## Your objective
The lines you return must be all those in the data that hold the string "crates".
==================================================
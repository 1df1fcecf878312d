//! # foundation
//!
//! Facade over the foundation workspace for application code.
//! This crate depends on every library crate and adds nothing of its own
//! beyond convenience constructors.

use std::sync::Arc;

pub use foundation_adapters as adapters;
pub use foundation_config as config;
pub use foundation_ports as ports;
pub use foundation_resilience as resilience;
pub use foundation_shared as shared;
pub use foundation_tools as tools;

pub use foundation_adapters::{JsonLogger, StderrLogSink, TracingLogger};
pub use foundation_config::{EnvKind, EnvParseError, EnvReader, EnvValue, LoggingSettings, ProcessEnv};
pub use foundation_ports::{LogEvent, LogLevel, LoggerPort, ToolMetadata};
pub use foundation_resilience::{
    ErrorMatcher, Resilient, ResilientErrorHandler, fallback_on_error, resilient, suppress_and_log,
};
pub use foundation_shared::{ErrorCode, ErrorEnvelope, ErrorKind, Result};
pub use foundation_tools::{ToolDefinition, ToolManager};

/// Returns the facade crate version.
#[must_use]
pub const fn facade_crate_version() -> &'static str {
    env!("CARGO_PKG_VERSION")
}

/// JSON logger writing to stderr, configured from `FOUNDATION_LOG_LEVEL`
/// and `FOUNDATION_LOG_FIELDS`.
#[must_use]
pub fn default_logger() -> Arc<dyn LoggerPort> {
    let bootstrap = EnvReader::process(Arc::new(JsonLogger::new(Arc::new(StderrLogSink))));
    let settings = LoggingSettings::from_env(&bootstrap);
    Arc::new(JsonLogger::from_settings(Arc::new(StderrLogSink), &settings))
}

/// Reader over the process environment that reports through `logger`.
#[must_use]
pub fn process_env(logger: Arc<dyn LoggerPort>) -> EnvReader<ProcessEnv> {
    EnvReader::process(logger)
}
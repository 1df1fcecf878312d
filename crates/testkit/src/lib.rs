//! # foundation-testkit
//!
//! Test helpers and in-memory adapters.
//! This crate depends on `ports` and `shared`.

pub mod errors;
pub mod fixtures;
pub mod in_memory;
pub mod logging;

pub use in_memory::{
    InMemoryDownloader, InMemoryInstaller, InMemoryToolCache, PrefixVersionResolver,
    TableChecksumVerifier,
};
pub use logging::{MemoryLogger, NoopLogger};

/// Returns the testkit crate version.
#[must_use]
pub const fn testkit_crate_version() -> &'static str {
    env!("CARGO_PKG_VERSION")
}

#[cfg(test)]
mod tests {
    use super::*;
    use foundation_ports::{LogLevel, LoggerPort, log_fields, ports_crate_version};
    use foundation_shared::shared_crate_version;

    #[test]
    fn testkit_crate_compiles() {
        let version = testkit_crate_version();
        assert!(!version.is_empty());
    }

    #[test]
    fn testkit_can_use_ports_and_shared() {
        let ports_version = ports_crate_version();
        let shared_version = shared_crate_version();

        assert!(!ports_version.is_empty());
        assert!(!shared_version.is_empty());
    }

    #[test]
    fn error_fixtures_are_available() {
        assert!(errors::runtime_error("boom").has_default_code());
        assert_eq!(errors::key_error("id").code, errors::key_error_code());
    }

    #[test]
    fn memory_logger_children_share_events_and_merge_fields() {
        let logger = MemoryLogger::new();
        let child = logger.child(log_fields([("component", "env"), ("shadowed", "base")]));
        child.warn(
            "env.test",
            "child event",
            Some(log_fields([("shadowed", "event")])),
        );
        logger.info("root.test", "root event", None);

        let events = logger.take();
        assert_eq!(events.len(), 2);
        assert_eq!(events[0].level, LogLevel::Warn);
        assert_eq!(
            events[0].field("component"),
            Some(&serde_json::Value::from("env"))
        );
        assert_eq!(
            events[0].field("shadowed"),
            Some(&serde_json::Value::from("event"))
        );
        assert!(events[1].fields.is_none());
        assert!(logger.events().is_empty());
    }
}
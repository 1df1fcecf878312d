//! Suppress selected failures, log them at a chosen level, return a fallback.

use crate::handler::failure_fields;
use crate::matcher::{ErrorMatcher, matches_any};
use foundation_ports::{LogEvent, LogLevel, LoggerPort};
use foundation_shared::{ErrorEnvelope, ErrorMetadata, Result};
use std::borrow::Cow;
use std::sync::Arc;

/// Event name for failures swallowed by [`SuppressAndLog`].
pub const SUPPRESS_AND_LOG_EVENT: &str = "resilient.suppress_and_log";

/// Swallows matching failures.
///
/// Failures outside the matcher list pass through untouched and unlogged.
#[derive(Clone)]
pub struct SuppressAndLog<T> {
    matchers: Vec<ErrorMatcher>,
    fallback: T,
    level: LogLevel,
    logger: Arc<dyn LoggerPort>,
}

/// Build a [`SuppressAndLog`] policy.
///
/// `level` accepts `debug`, `info`, `warn`/`warning`, `error` and `critical`;
/// anything else logs at `warn`.
pub fn suppress_and_log<T>(
    matchers: impl IntoIterator<Item = ErrorMatcher>,
    fallback: T,
    level: &str,
    logger: Arc<dyn LoggerPort>,
) -> SuppressAndLog<T> {
    SuppressAndLog {
        matchers: matchers.into_iter().collect(),
        fallback,
        level: LogLevel::from_name_or_warn(level),
        logger,
    }
}

impl<T> SuppressAndLog<T> {
    /// Level used for suppressed failures.
    pub const fn level(&self) -> LogLevel {
        self.level
    }

    /// Bind this policy to a function.
    pub fn wrap<F>(self, name: impl Into<Cow<'static, str>>, function: F) -> Suppressed<F, T> {
        Suppressed {
            name: name.into(),
            policy: self,
            function,
        }
    }
}

impl<T: Clone> SuppressAndLog<T> {
    /// Run `op`, replacing matching failures with the fallback.
    pub fn run<F, E>(&self, function: &str, op: F) -> Result<T>
    where
        F: FnOnce() -> std::result::Result<T, E>,
        E: Into<ErrorEnvelope>,
    {
        op().or_else(|error| {
            let error = error.into();
            if !matches_any(&self.matchers, &error) {
                return Err(error);
            }
            let message = format!("suppressed {} in {function}: {}", error.code, error.message);
            let event = LogEvent::new(self.level, SUPPRESS_AND_LOG_EVENT, &message)
                .with_fields(failure_fields(&error, function, &ErrorMetadata::new()));
            self.logger.log(event);
            Ok(self.fallback.clone())
        })
    }
}

/// A function guarded by [`SuppressAndLog`].
#[derive(Clone)]
pub struct Suppressed<F, T> {
    name: Cow<'static, str>,
    policy: SuppressAndLog<T>,
    function: F,
}

impl<F, T: Clone> Suppressed<F, T> {
    /// Call the function; multiple arguments are passed as a tuple.
    pub fn call<A, E>(&self, args: A) -> Result<T>
    where
        F: Fn(A) -> std::result::Result<T, E>,
        E: Into<ErrorEnvelope>,
    {
        self.policy.run(&self.name, || (self.function)(args))
    }
}

#[cfg(test)]
mod tests {
    use super::*;
    use foundation_testkit::MemoryLogger;
    use foundation_testkit::errors::{key_error, key_error_code, value_error};

    fn policy(level: &str) -> (SuppressAndLog<&'static str>, MemoryLogger) {
        let logger = MemoryLogger::new();
        let policy = suppress_and_log(
            [ErrorMatcher::Code(key_error_code())],
            "default",
            level,
            Arc::new(logger.clone()),
        );
        (policy, logger)
    }

    #[test]
    fn matching_failures_return_fallback_at_configured_level() {
        let (policy, logger) = policy("debug");
        let lookup = policy.wrap("lookup", |key: &str| Err::<&str, _>(key_error(key)));

        assert_eq!(lookup.call("theme"), Ok("default"));
        let events = logger.events_named(SUPPRESS_AND_LOG_EVENT);
        assert_eq!(events.len(), 1);
        assert_eq!(events[0].level, LogLevel::Debug);
    }

    #[test]
    fn unknown_level_name_logs_at_warn() {
        assert_eq!(policy("loud").0.level(), LogLevel::Warn);
        assert_eq!(policy("warning").0.level(), LogLevel::Warn);
        assert_eq!(policy("CRITICAL").0.level(), LogLevel::Critical);
    }

    #[test]
    fn other_failures_propagate_without_logging() {
        let (policy, logger) = policy("error");
        let result = policy.run("parse", || Err::<&str, _>(value_error("bad")));

        assert_eq!(result, Err(value_error("bad")));
        assert!(logger.events().is_empty());
    }
}
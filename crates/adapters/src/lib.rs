//! # foundation-adapters
//!
//! Adapter implementations for ports: JSON and `tracing` loggers, log sinks
//! and SHA-256 checksum verification.
//! This crate depends on `ports`, `shared` and `config`.

pub mod checksum;
pub mod log_sink;
pub mod logger;
pub mod tracing_logger;

pub use checksum::Sha256ChecksumVerifier;
pub use log_sink::{LogSink, StderrLogSink, WriterLogSink};
pub use logger::JsonLogger;
pub use tracing_logger::TracingLogger;

/// Returns the adapters crate version.
#[must_use]
pub const fn adapters_crate_version() -> &'static str {
    env!("CARGO_PKG_VERSION")
}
==================================================
## Exercise result
filename crates/testkit/src/lib.rs
filename crates/adapters/src/lib.rs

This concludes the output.